- **Data**
-- Opening Marker --
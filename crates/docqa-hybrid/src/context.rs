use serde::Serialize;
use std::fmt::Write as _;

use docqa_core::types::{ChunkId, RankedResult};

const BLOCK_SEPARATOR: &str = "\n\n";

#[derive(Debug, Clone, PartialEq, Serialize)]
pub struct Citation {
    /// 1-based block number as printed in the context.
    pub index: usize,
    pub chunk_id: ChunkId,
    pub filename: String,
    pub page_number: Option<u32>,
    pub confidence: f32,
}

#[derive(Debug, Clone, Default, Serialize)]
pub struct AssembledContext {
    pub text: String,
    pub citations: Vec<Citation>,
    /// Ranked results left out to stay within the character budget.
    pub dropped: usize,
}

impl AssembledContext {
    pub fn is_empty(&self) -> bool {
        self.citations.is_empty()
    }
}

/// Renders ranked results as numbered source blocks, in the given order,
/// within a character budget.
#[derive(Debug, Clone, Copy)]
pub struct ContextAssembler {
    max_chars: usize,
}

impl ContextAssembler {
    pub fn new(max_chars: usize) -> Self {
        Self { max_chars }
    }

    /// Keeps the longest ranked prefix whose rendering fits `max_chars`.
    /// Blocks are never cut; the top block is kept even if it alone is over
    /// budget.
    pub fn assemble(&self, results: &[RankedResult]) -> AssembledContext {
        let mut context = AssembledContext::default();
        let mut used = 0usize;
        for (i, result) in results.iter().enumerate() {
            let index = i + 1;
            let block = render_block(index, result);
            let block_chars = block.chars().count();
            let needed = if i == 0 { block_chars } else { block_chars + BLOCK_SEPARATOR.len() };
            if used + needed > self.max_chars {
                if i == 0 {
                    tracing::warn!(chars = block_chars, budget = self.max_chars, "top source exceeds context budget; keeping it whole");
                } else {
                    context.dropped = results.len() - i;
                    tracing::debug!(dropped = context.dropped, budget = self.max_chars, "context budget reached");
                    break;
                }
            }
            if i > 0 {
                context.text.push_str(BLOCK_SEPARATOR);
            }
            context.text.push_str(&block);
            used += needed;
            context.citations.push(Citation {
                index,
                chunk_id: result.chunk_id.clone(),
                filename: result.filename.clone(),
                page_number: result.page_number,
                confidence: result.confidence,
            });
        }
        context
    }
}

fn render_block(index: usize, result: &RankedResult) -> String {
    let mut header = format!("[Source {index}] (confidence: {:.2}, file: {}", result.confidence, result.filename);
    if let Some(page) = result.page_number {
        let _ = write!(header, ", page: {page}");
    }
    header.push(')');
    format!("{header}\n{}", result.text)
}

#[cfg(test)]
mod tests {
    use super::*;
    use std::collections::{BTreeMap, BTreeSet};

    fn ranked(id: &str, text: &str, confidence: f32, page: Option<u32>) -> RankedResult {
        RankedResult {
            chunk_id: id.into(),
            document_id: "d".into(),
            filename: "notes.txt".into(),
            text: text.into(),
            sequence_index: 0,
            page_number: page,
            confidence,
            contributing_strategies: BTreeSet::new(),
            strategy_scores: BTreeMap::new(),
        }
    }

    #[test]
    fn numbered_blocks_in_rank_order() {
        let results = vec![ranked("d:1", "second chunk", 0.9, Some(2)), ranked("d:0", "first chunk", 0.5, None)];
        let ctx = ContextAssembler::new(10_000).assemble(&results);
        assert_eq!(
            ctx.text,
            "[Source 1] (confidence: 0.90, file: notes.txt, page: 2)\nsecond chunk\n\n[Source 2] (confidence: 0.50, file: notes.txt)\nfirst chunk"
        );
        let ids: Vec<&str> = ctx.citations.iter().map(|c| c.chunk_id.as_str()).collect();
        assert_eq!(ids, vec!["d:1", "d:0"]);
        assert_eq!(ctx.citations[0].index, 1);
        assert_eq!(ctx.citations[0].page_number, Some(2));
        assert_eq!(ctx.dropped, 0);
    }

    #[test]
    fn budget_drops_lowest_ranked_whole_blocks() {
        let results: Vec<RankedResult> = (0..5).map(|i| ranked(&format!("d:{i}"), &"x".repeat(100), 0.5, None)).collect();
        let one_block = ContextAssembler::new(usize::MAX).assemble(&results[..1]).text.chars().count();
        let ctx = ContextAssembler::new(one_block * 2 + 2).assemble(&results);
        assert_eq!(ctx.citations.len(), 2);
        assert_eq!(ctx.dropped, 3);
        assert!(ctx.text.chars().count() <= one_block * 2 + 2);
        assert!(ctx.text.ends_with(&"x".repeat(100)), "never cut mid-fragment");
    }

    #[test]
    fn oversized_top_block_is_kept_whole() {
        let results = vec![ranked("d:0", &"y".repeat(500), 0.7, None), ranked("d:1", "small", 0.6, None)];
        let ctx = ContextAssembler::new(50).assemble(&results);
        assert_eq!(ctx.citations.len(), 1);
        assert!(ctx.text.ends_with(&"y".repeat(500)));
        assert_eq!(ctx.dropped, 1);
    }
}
-- Closing Marker --
- **To do**
An exact reproduction of all the entries above is required.

- **Answer to this exercise**
filename crates/docqa-hybrid/src/context.rs
use serde::Serialize;
use std::fmt::Write as _;

use docqa_core::types::{ChunkId, RankedResult};

const BLOCK_SEPARATOR: &str = "\n\n";

#[derive(Debug, Clone, PartialEq, Serialize)]
pub struct Citation {
    /// 1-based block number as printed in the context.
    pub index: usize,
    pub chunk_id: ChunkId,
    pub filename: String,
    pub page_number: Option<u32>,
    pub confidence: f32,
}

#[derive(Debug, Clone, Default, Serialize)]
pub struct AssembledContext {
    pub text: String,
    pub citations: Vec<Citation>,
    /// Ranked results left out to stay within the character budget.
    pub dropped: usize,
}

impl AssembledContext {
    pub fn is_empty(&self) -> bool {
        self.citations.is_empty()
    }
}

/// Renders ranked results as numbered source blocks, in the given order,
/// within a character budget.
#[derive(Debug, Clone, Copy)]
pub struct ContextAssembler {
    max_chars: usize,
}

impl ContextAssembler {
    pub fn new(max_chars: usize) -> Self {
        Self { max_chars }
    }

    /// Keeps the longest ranked prefix whose rendering fits `max_chars`.
    /// Blocks are never cut; the top block is kept even if it alone is over
    /// budget.
    pub fn assemble(&self, results: &[RankedResult]) -> AssembledContext {
        let mut context = AssembledContext::default();
        let mut used = 0usize;
        for (i, result) in results.iter().enumerate() {
            let index = i + 1;
            let block = render_block(index, result);
            let block_chars = block.chars().count();
            let needed = if i == 0 { block_chars } else { block_chars + BLOCK_SEPARATOR.len() };
            if used + needed > self.max_chars {
                if i == 0 {
                    tracing::warn!(chars = block_chars, budget = self.max_chars, "top source exceeds context budget; keeping it whole");
                } else {
                    context.dropped = results.len() - i;
                    tracing::debug!(dropped = context.dropped, budget = self.max_chars, "context budget reached");
                    break;
                }
            }
            if i > 0 {
                context.text.push_str(BLOCK_SEPARATOR);
            }
            context.text.push_str(&block);
            used += needed;
            context.citations.push(Citation {
                index,
                chunk_id: result.chunk_id.clone(),
                filename: result.filename.clone(),
                page_number: result.page_number,
                confidence: result.confidence,
            });
        }
        context
    }
}

fn render_block(index: usize, result: &RankedResult) -> String {
    let mut header = format!("[Source {index}] (confidence: {:.2}, file: {}", result.confidence, result.filename);
    if let Some(page) = result.page_number {
        let _ = write!(header, ", page: {page}");
    }
    header.push(')');
    format!("{header}\n{}", result.text)
}

#[cfg(test)]
mod tests {
    use super::*;
    use std::collections::{BTreeMap, BTreeSet};

    fn ranked(id: &str, text: &str, confidence: f32, page: Option<u32>) -> RankedResult {
        RankedResult {
            chunk_id: id.into(),
            document_id: "d".into(),
            filename: "notes.txt".into(),
            text: text.into(),
            sequence_index: 0,
            page_number: page,
            confidence,
            contributing_strategies: BTreeSet::new(),
            strategy_scores: BTreeMap::new(),
        }
    }

    #[test]
    fn numbered_blocks_in_rank_order() {
        let results = vec![ranked("d:1", "second chunk", 0.9, Some(2)), ranked("d:0", "first chunk", 0.5, None)];
        let ctx = ContextAssembler::new(10_000).assemble(&results);
        assert_eq!(
            ctx.text,
            "[Source 1] (confidence: 0.90, file: notes.txt, page: 2)\nsecond chunk\n\n[Source 2] (confidence: 0.50, file: notes.txt)\nfirst chunk"
        );
        let ids: Vec<&str> = ctx.citations.iter().map(|c| c.chunk_id.as_str()).collect();
        assert_eq!(ids, vec!["d:1", "d:0"]);
        assert_eq!(ctx.citations[0].index, 1);
        assert_eq!(ctx.citations[0].page_number, Some(2));
        assert_eq!(ctx.dropped, 0);
    }

    #[test]
    fn budget_drops_lowest_ranked_whole_blocks() {
        let results: Vec<RankedResult> = (0..5).map(|i| ranked(&format!("d:{i}"), &"x".repeat(100), 0.5, None)).collect();
        let one_block = ContextAssembler::new(usize::MAX).assemble(&results[..1]).text.chars().count();
        let ctx = ContextAssembler::new(one_block * 2 + 2).assemble(&results);
        assert_eq!(ctx.citations.len(), 2);
        assert_eq!(ctx.dropped, 3);
        assert!(ctx.text.chars().count() <= one_block * 2 + 2);
        assert!(ctx.text.ends_with(&"x".repeat(100)), "never cut mid-fragment");
    }

    #[test]
    fn oversized_top_block_is_kept_whole() {
        let results = vec![ranked("d:0", &"y".repeat(500), 0.7, None), ranked("d:1", "small", 0.6, None)];
        let ctx = ContextAssembler::new(50).assemble(&results);
        assert_eq!(ctx.citations.len(), 1);
        assert!(ctx.text.ends_with(&"y".repeat(500)));
        assert_eq!(ctx.dropped, 1);
    }
}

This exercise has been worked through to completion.